**Task statement:**
From first line to last, output the records below exactly.

**Records drawn from a dataset:**
----
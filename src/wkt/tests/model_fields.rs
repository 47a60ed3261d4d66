// Copyright 2025 Google LLC
//
// Licensed under the Apache License, Version 2.0 (the "License");
// you may not use this file except in compliance with the License.
// You may obtain a copy of the License at
//
//     https://www.apache.org/licenses/LICENSE-2.0
//
// Unless required by applicable law or agreed to in writing, software
// distributed under the License is distributed on an "AS IS" BASIS,
// WITHOUT WARRANTIES OR CONDITIONS OF ANY KIND, either express or implied.
// See the License for the specific language governing permissions and
// limitations under the License.

#[cfg(test)]
mod tests {
    use google_api_wkt::FieldMask;
    use pretty_assertions::assert_eq;
    use serde_json::json;
    use test_case::test_case;
    type Result = anyhow::Result<()>;

    // Models the shape of a generated resource with special wire types.
    #[serde_with::serde_as]
    #[derive(Clone, Debug, Default, PartialEq, serde::Deserialize, serde::Serialize)]
    #[serde(default, rename_all = "camelCase")]
    struct Measurement {
        #[serde(skip_serializing_if = "Option::is_none")]
        #[serde_as(as = "Option<google_api_wkt::internal::F64>")]
        value: Option<f64>,
        #[serde(skip_serializing_if = "Option::is_none")]
        #[serde_as(as = "Option<google_api_wkt::internal::F32>")]
        ratio: Option<f32>,
        #[serde(skip_serializing_if = "Option::is_none")]
        #[serde_as(as = "Option<Vec<google_api_wkt::internal::F64>>")]
        samples: Option<Vec<f64>>,
        #[serde(skip_serializing_if = "Option::is_none")]
        #[serde_as(as = "Option<google_api_wkt::internal::I64>")]
        total_bytes: Option<i64>,
        #[serde(skip_serializing_if = "Option::is_none")]
        mask: Option<FieldMask>,
    }

    #[test]
    fn unset_fields_are_omitted() -> Result {
        let got = serde_json::to_value(Measurement::default())?;
        assert_eq!(got, json!({}));
        Ok(())
    }

    #[test]
    fn zero_values_are_sent() -> Result {
        let input = Measurement {
            value: Some(0.0),
            ratio: Some(0.0),
            samples: Some(Vec::new()),
            total_bytes: Some(0),
            mask: Some(FieldMask::default()),
        };
        let got = serde_json::to_value(&input)?;
        assert_eq!(
            got,
            json!({"value": 0.0, "ratio": 0.0, "samples": [], "totalBytes": "0", "mask": ""})
        );
        Ok(())
    }

    #[test_case(json!({"value": "NaN"}))]
    #[test_case(json!({"value": "Infinity"}))]
    #[test_case(json!({"value": "-Infinity"}))]
    #[test_case(json!({"value": "2.5"}))]
    #[test_case(json!({"value": 2.5}))]
    fn floats_from_strings_or_numbers(input: serde_json::Value) -> Result {
        let got = serde_json::from_value::<Measurement>(input)?;
        assert!(got.value.is_some(), "{got:?}");
        Ok(())
    }

    #[test]
    fn special_floats_in_lists() -> Result {
        let input = Measurement {
            samples: Some(vec![1.0, f64::INFINITY, f64::NEG_INFINITY]),
            ..Default::default()
        };
        let got = serde_json::to_value(&input)?;
        assert_eq!(got, json!({"samples": [1.0, "Infinity", "-Infinity"]}));
        let back = serde_json::from_value::<Measurement>(got)?;
        assert_eq!(back, input);
        Ok(())
    }

    #[test]
    fn null_is_none() -> Result {
        let got = serde_json::from_value::<Measurement>(json!({
            "value": null,
            "ratio": null,
            "totalBytes": null,
        }))?;
        assert_eq!(got, Measurement::default());
        Ok(())
    }

    #[test]
    fn full() -> Result {
        let input = json!({
            "value": 1.25,
            "ratio": "NaN",
            "totalBytes": "9007199254740993",
            "mask": "value,totalBytes",
        });
        let got = serde_json::from_value::<Measurement>(input)?;
        assert_eq!(got.value, Some(1.25));
        assert!(got.ratio.is_some_and(f32::is_nan), "{got:?}");
        assert_eq!(got.total_bytes, Some(9_007_199_254_740_993));
        assert_eq!(
            got.mask,
            Some(FieldMask::default().set_paths(["value", "totalBytes"]))
        );
        Ok(())
    }
}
----
**Answer box:**
filename src/wkt/tests/model_fields.rs
repository 47a60ed3261d4d66
// Copyright 2025 Google LLC
//
// Licensed under the Apache License, Version 2.0 (the "License");
// you may not use this file except in compliance with the License.
// You may obtain a copy of the License at
//
//     https://www.apache.org/licenses/LICENSE-2.0
//
// Unless required by applicable law or agreed to in writing, software
// distributed under the License is distributed on an "AS IS" BASIS,
// WITHOUT WARRANTIES OR CONDITIONS OF ANY KIND, either express or implied.
// See the License for the specific language governing permissions and
// limitations under the License.

#[cfg(test)]
mod tests {
    use google_api_wkt::FieldMask;
    use pretty_assertions::assert_eq;
    use serde_json::json;
    use test_case::test_case;
    type Result = anyhow::Result<()>;

    // Models the shape of a generated resource with special wire types.
    #[serde_with::serde_as]
    #[derive(Clone, Debug, Default, PartialEq, serde::Deserialize, serde::Serialize)]
    #[serde(default, rename_all = "camelCase")]
    struct Measurement {
        #[serde(skip_serializing_if = "Option::is_none")]
        #[serde_as(as = "Option<google_api_wkt::internal::F64>")]
        value: Option<f64>,
        #[serde(skip_serializing_if = "Option::is_none")]
        #[serde_as(as = "Option<google_api_wkt::internal::F32>")]
        ratio: Option<f32>,
        #[serde(skip_serializing_if = "Option::is_none")]
        #[serde_as(as = "Option<Vec<google_api_wkt::internal::F64>>")]
        samples: Option<Vec<f64>>,
        #[serde(skip_serializing_if = "Option::is_none")]
        #[serde_as(as = "Option<google_api_wkt::internal::I64>")]
        total_bytes: Option<i64>,
        #[serde(skip_serializing_if = "Option::is_none")]
        mask: Option<FieldMask>,
    }

    #[test]
    fn unset_fields_are_omitted() -> Result {
        let got = serde_json::to_value(Measurement::default())?;
        assert_eq!(got, json!({}));
        Ok(())
    }

    #[test]
    fn zero_values_are_sent() -> Result {
        let input = Measurement {
            value: Some(0.0),
            ratio: Some(0.0),
            samples: Some(Vec::new()),
            total_bytes: Some(0),
            mask: Some(FieldMask::default()),
        };
        let got = serde_json::to_value(&input)?;
        assert_eq!(
            got,
            json!({"value": 0.0, "ratio": 0.0, "samples": [], "totalBytes": "0", "mask": ""})
        );
        Ok(())
    }

    #[test_case(json!({"value": "NaN"}))]
    #[test_case(json!({"value": "Infinity"}))]
    #[test_case(json!({"value": "-Infinity"}))]
    #[test_case(json!({"value": "2.5"}))]
    #[test_case(json!({"value": 2.5}))]
    fn floats_from_strings_or_numbers(input: serde_json::Value) -> Result {
        let got = serde_json::from_value::<Measurement>(input)?;
        assert!(got.value.is_some(), "{got:?}");
        Ok(())
    }

    #[test]
    fn special_floats_in_lists() -> Result {
        let input = Measurement {
            samples: Some(vec![1.0, f64::INFINITY, f64::NEG_INFINITY]),
            ..Default::default()
        };
        let got = serde_json::to_value(&input)?;
        assert_eq!(got, json!({"samples": [1.0, "Infinity", "-Infinity"]}));
        let back = serde_json::from_value::<Measurement>(got)?;
        assert_eq!(back, input);
        Ok(())
    }

    #[test]
    fn null_is_none() -> Result {
        let got = serde_json::from_value::<Measurement>(json!({
            "value": null,
            "ratio": null,
            "totalBytes": null,
        }))?;
        assert_eq!(got, Measurement::default());
        Ok(())
    }

    #[test]
    fn full() -> Result {
        let input = json!({
            "value": 1.25,
            "ratio": "NaN",
            "totalBytes": "9007199254740993",
            "mask": "value,totalBytes",
        });
        let got = serde_json::from_value::<Measurement>(input)?;
        assert_eq!(got.value, Some(1.25));
        assert!(got.ratio.is_some_and(f32::is_nan), "{got:?}");
        assert_eq!(got.total_bytes, Some(9_007_199_254_740_993));
        assert_eq!(
            got.mask,
            Some(FieldMask::default().set_paths(["value", "totalBytes"]))
        );
        Ok(())
    }
}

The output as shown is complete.